The second case is instead related to the discovery of a new cryptic species, indistinguishable from Lemna gibba by morphology, but also in this case turning out to be an interspecific hybrid by genetic analysis. We have identified six different clones belonging to this species in the IBBA collection, all from Mediterranean origin (Italy, Egypt, Israel) and recorded as Lemna gibba. However, in some old publications of the 70ies, a species closely related to Lemna gibba but less gibbous (the name derives from the ventral swelling on the frond) was mentioned under the name of Lemna symmeter, a species described in Southern Italy by Giuseppe Giuga in 1973. The name of the new species was not regarded as valid since the Latin description, required at the time according to the taxonomic rules, was missing, and the species was never observed thereafter.
We thought that the newly discovered hybrid could correspond to this neglected species but we needed the original description to verify this hypothesis. However, the short monograph, entitled “The secret life of Lemnaceaea. Lemna symmeter G. Giuga–species nova” published in Naples, in Italian, was not retrievable from any scientific journal online repository. We were completely unsuccessful also contacting the libraries of the University and the Botanical Gardens of Naples. We couldn’t found either any other publication by this Author, or information about its affiliation.
However, luck smiled at us when we found a copy of the monograph from a second-hand bookseller in Naples through the e-bay website, for 10 €. The description, including photos and drawings by the Author, suggests that the populations found in different places of the Campania region, and differing from L. gibba for flower development and sterility, belong to “our” hybrid species. Flower induction is ongoing to verify this possibility.

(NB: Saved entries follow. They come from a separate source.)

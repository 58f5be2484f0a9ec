use std::fmt;
use std::rc::Rc;

use serde::Serialize;

/// One pre-split input word together with its index in the argument list.
///
/// The text is reference counted so that handing a token out of the cursor,
/// or recording it in a trace, never copies the string.
#[derive(Debug, Clone, PartialEq, Eq, Serialize)]
pub struct Token {
    pub value: Rc<str>,
    pub position: usize,
}

impl Token {
    pub fn new(value: impl Into<Rc<str>>, position: usize) -> Self {
        Self {
            value: value.into(),
            position,
        }
    }

    pub fn as_str(&self) -> &str {
        &self.value
    }

    /// Renders the token with its position, for error messages.
    pub fn at(&self) -> String {
        format!("\"{}\" at index {}", self.value, self.position)
    }
}

impl fmt::Display for Token {
    fn fmt(&self, f: &mut fmt::Formatter<'_>) -> fmt::Result {
        f.write_str(&self.value)
    }
}
//! Handles all user-facing output for the CLI and the REPL.
//!
//! Results go to stdout, errors to stderr. Colour is only used when the
//! stream is a terminal.

use std::fmt::Display;
use std::io::{self, Write};

use termcolor::{Color, ColorChoice, ColorSpec, StandardStream, WriteColor};

use crate::cli::args::TraceFormat;
use crate::debug::DebugNode;
use crate::errors::KrikataError;
use crate::grammar::Grammar;

fn color_choice(stream: atty::Stream) -> ColorChoice {
    if atty::is(stream) {
        ColorChoice::Auto
    } else {
        ColorChoice::Never
    }
}

pub struct Printer {
    stdout: StandardStream,
    stderr: StandardStream,
}

impl Printer {
    pub fn new() -> Self {
        Self {
            stdout: StandardStream::stdout(color_choice(atty::Stream::Stdout)),
            stderr: StandardStream::stderr(color_choice(atty::Stream::Stderr)),
        }
    }

    /// `> add 1 2`, echoing the program about to run.
    pub fn echo(&mut self, program: &[String]) -> io::Result<()> {
        self.stdout
            .set_color(ColorSpec::new().set_fg(Some(Color::Cyan)).set_dimmed(true))?;
        write!(self.stdout, "> {}", program.join(" "))?;
        self.stdout.reset()?;
        writeln!(self.stdout)
    }

    pub fn result(&mut self, value: &dyn Display) -> io::Result<()> {
        self.stdout
            .set_color(ColorSpec::new().set_fg(Some(Color::Green)).set_bold(true))?;
        write!(self.stdout, "{value}")?;
        self.stdout.reset()?;
        writeln!(self.stdout)
    }

    pub fn trace(&mut self, debug: &DebugNode, format: TraceFormat) -> io::Result<()> {
        match format {
            TraceFormat::Text => {
                writeln!(self.stdout, "{}", debug.show_tokens())?;
                writeln!(self.stdout, "{}", debug.typed_tokens())
            }
            TraceFormat::Json => {
                let json = serde_json::to_string_pretty(debug)?;
                writeln!(self.stdout, "{json}")
            }
        }
    }

    pub fn grammar(&mut self, grammar: &Grammar) -> io::Result<()> {
        write!(self.stdout, "{grammar}")?;
        self.stdout.flush()
    }

    /// Plain text, no colour.
    pub fn line(&mut self, text: &str) -> io::Result<()> {
        writeln!(self.stdout, "{text}")
    }

    pub fn prompt(&mut self, prompt: &str) -> io::Result<()> {
        write!(self.stdout, "{prompt}")?;
        self.stdout.flush()
    }

    /// `<ErrorKind>: <message>` on stderr.
    pub fn error(&mut self, error: &KrikataError) -> io::Result<()> {
        self.stderr
            .set_color(ColorSpec::new().set_fg(Some(Color::Red)).set_bold(true))?;
        write!(self.stderr, "{}", error.name())?;
        self.stderr.reset()?;
        writeln!(self.stderr, ": {error}")
    }
}

impl Default for Printer {
    fn default() -> Self {
        Self::new()
    }
}
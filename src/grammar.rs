//! Grammar derivation and formatting.
//!
//! A [`Grammar`] maps each type tag to its ordered alternatives. Entries are
//! write-once: an expression registers its own alternatives before visiting
//! the expressions it references, and returns immediately if its tag is
//! already present. That ordering is what makes self-referential and
//! mutually recursive languages terminate.

use std::collections::HashMap;
use std::fmt;

use serde::Serialize;
use tracing::trace;
use unicode_width::UnicodeWidthStr;

/// One symbol of a grammar alternative.
#[derive(Debug, Clone, PartialEq, Eq, Serialize)]
#[serde(tag = "kind", content = "name", rename_all = "lowercase")]
pub enum Sym {
    /// Reference to another type: `<tag>`.
    Type(String),
    /// Zero or more of a type: `<tag> *`.
    Repeat(String),
    /// A literal keyword: `"kw"`.
    Exact(String),
    /// End of input.
    Eoi,
}

impl fmt::Display for Sym {
    fn fmt(&self, f: &mut fmt::Formatter<'_>) -> fmt::Result {
        match self {
            Sym::Type(tag) => write!(f, "<{tag}>"),
            Sym::Repeat(tag) => write!(f, "<{tag}> *"),
            Sym::Exact(keyword) => write!(f, "\"{keyword}\""),
            Sym::Eoi => f.write_str("EOI"),
        }
    }
}

pub type Alternative = Vec<Sym>;

#[derive(Debug, Clone, PartialEq, Serialize)]
pub struct Rule {
    pub tag: String,
    pub alternatives: Vec<Alternative>,
}

/// Ordered, write-once mapping from type tag to alternatives.
#[derive(Debug, Clone, Default, PartialEq, Serialize)]
pub struct Grammar {
    rules: Vec<Rule>,
    #[serde(skip)]
    index: HashMap<String, usize>,
}

impl Grammar {
    pub fn new() -> Self {
        Self::default()
    }

    pub fn contains(&self, tag: &str) -> bool {
        self.index.contains_key(tag)
    }

    /// Registers a tag. Returns `false`, leaving the grammar untouched, if the
    /// tag already has an entry.
    pub fn insert(&mut self, tag: impl Into<String>, alternatives: Vec<Alternative>) -> bool {
        let tag = tag.into();
        if self.index.contains_key(&tag) {
            return false;
        }
        trace!(tag = %tag, alternatives = alternatives.len(), "grammar rule registered");
        self.index.insert(tag.clone(), self.rules.len());
        self.rules.push(Rule { tag, alternatives });
        true
    }

    pub fn get(&self, tag: &str) -> Option<&[Alternative]> {
        self.index
            .get(tag)
            .map(|&i| self.rules[i].alternatives.as_slice())
    }

    pub fn rules(&self) -> &[Rule] {
        &self.rules
    }

    pub fn len(&self) -> usize {
        self.rules.len()
    }

    pub fn is_empty(&self) -> bool {
        self.rules.is_empty()
    }

    /// Renders one block per tag with the alternatives' columns aligned.
    pub fn format(&self) -> String {
        let mut lines = Vec::new();
        for rule in &self.rules {
            lines.push(format!("{}:", rule.tag));
            let rendered: Vec<Vec<String>> = rule
                .alternatives
                .iter()
                .map(|alt| alt.iter().map(Sym::to_string).collect())
                .collect();

            let mut widths: Vec<usize> = Vec::new();
            for alt in &rendered {
                for (i, sym) in alt.iter().enumerate() {
                    let width = sym.width();
                    match widths.get_mut(i) {
                        Some(w) if *w < width => *w = width,
                        Some(_) => {}
                        None => widths.push(width),
                    }
                }
            }

            for alt in &rendered {
                let mut line = String::from(" |");
                for (i, sym) in alt.iter().enumerate() {
                    line.push(' ');
                    line.push_str(sym);
                    if i + 1 < alt.len() {
                        line.push_str(&" ".repeat(widths[i] - sym.width()));
                    }
                }
                lines.push(line);
            }
            lines.push(String::new());
        }
        lines.join("\n")
    }
}

impl fmt::Display for Grammar {
    fn fmt(&self, f: &mut fmt::Formatter<'_>) -> fmt::Result {
        f.write_str(&self.format())
    }
}
//! Party Domain - Persons and Insured Vehicles
//!
//! This crate provides the validated collaborators the billing core consumes:
//!
//! - **Person**: identified by a registration number. Company ids make a
//!   legal person, birth numbers make a natural person. Only legal persons may
//!   hold a grouping (master) vehicle contract.
//! - **Vehicle**: identified by its license plate, carrying the original value
//!   that drives premium minimums, coverage and the total-loss threshold.
//! - **PersonDirectory**: the in-memory register of persons known to an
//!   insurer, which also accumulates claim payouts.
//!
//! # Example
//!
//! ```rust
//! use domain_party::{LegalForm, Person, PersonDirectory, Vehicle};
//!
//! let company = Person::new("12345678").unwrap();
//! assert_eq!(company.legal_form, LegalForm::Legal);
//!
//! let mut directory = PersonDirectory::new();
//! let id = directory.register(company).unwrap();
//! directory.credit_payout(&id, 500).unwrap();
//! assert_eq!(directory.get(&id).unwrap().paid_out_amount, 500);
//!
//! let car = Vehicle::new("AA111AA", 15_000).unwrap();
//! assert_eq!(car.original_value, 15_000);
//! ```

pub mod person;
pub mod vehicle;
pub mod validation;
pub mod directory;
pub mod error;

pub use person::{LegalForm, Person};
pub use vehicle::Vehicle;
pub use directory::PersonDirectory;
pub use error::PartyError;
//! Pre-built Test Fixtures
//!
//! Provides ready-to-use test data. Every registration number and plate here
//! passes validation.

use chrono::{NaiveDate, NaiveDateTime};
use core_kernel::ContractNumber;
use domain_party::{Person, Vehicle};

/// Fixture for temporal test data
pub struct TemporalFixtures;

impl TemporalFixtures {
    /// Reference clock reading: 15 April 2025, noon
    pub fn reference_time() -> NaiveDateTime {
        Self::at(2025, 4, 15)
    }

    /// Noon on the given day
    pub fn at(year: i32, month: u32, day: u32) -> NaiveDateTime {
        NaiveDate::from_ymd_opt(year, month, day)
            .and_then(|d| d.and_hms_opt(12, 0, 0))
            .expect("fixture date must exist")
    }
}

/// Fixture for persons
pub struct PersonFixtures;

impl PersonFixtures {
    /// Birth number of a woman born 6 January 1983
    pub const NATURAL_1: &'static str = "8351068242";
    /// Birth number of a man born 11 February 1904
    pub const NATURAL_2: &'static str = "0402114911";
    /// Eight-digit company id
    pub const LEGAL: &'static str = "12345678";
    /// Six-digit company id
    pub const LEGAL_SHORT: &'static str = "123456";

    pub fn natural_1() -> Person {
        Person::new(Self::NATURAL_1).expect("valid birth number")
    }

    pub fn natural_2() -> Person {
        Person::new(Self::NATURAL_2).expect("valid birth number")
    }

    pub fn legal() -> Person {
        Person::new(Self::LEGAL).expect("valid company id")
    }

    pub fn legal_short() -> Person {
        Person::new(Self::LEGAL_SHORT).expect("valid company id")
    }
}

/// Fixture for vehicles
pub struct VehicleFixtures;

impl VehicleFixtures {
    /// Worth 15000: minimum annual premium 300, coverage 7500, total loss at 10500
    pub fn aa111aa() -> Vehicle {
        Vehicle::new("AA111AA", 15_000).expect("valid vehicle")
    }

    /// Worth 22000
    pub fn banan22() -> Vehicle {
        Vehicle::new("BANAN22", 22_000).expect("valid vehicle")
    }

    /// Worth 8000
    pub fn somryba() -> Vehicle {
        Vehicle::new("SOMRYBA", 8_000).expect("valid vehicle")
    }

    /// Worth 40000
    pub fn icooked() -> Vehicle {
        Vehicle::new("ICOOKED", 40_000).expect("valid vehicle")
    }
}

/// Shorthand for a contract number
pub fn contract_number(value: &str) -> ContractNumber {
    ContractNumber::new(value).expect("non-empty contract number")
}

The mystery about the identity of the Author of the monograph, unknown as a botanist, was solved on the last page of the booklet, listing the recent publications by G. Giuga, which were all mathematical writings, besides two further publications about symmetry in duckweed development, to be published. Further investigation revealed that Giuseppe Giuga wasn’t a botanist, rather a Neapolitan mathematician, known for his work on prime numbers reported as the so-called “Giuga’s conjecture”, published in 1950. The Giuga numbers are therefore those prime numbers fulfilling the requirements of his conjecture on primality. His passion for duckweeds and a keen spirit of observation induced this mathematic scholar to delve into botany as an amateur to the point of trying his hand with the description of a new plant species. This short note and the forthcoming description of the new hybrid species are a tribute to acknowledge this Italian scientist and the interdisciplinarity of science.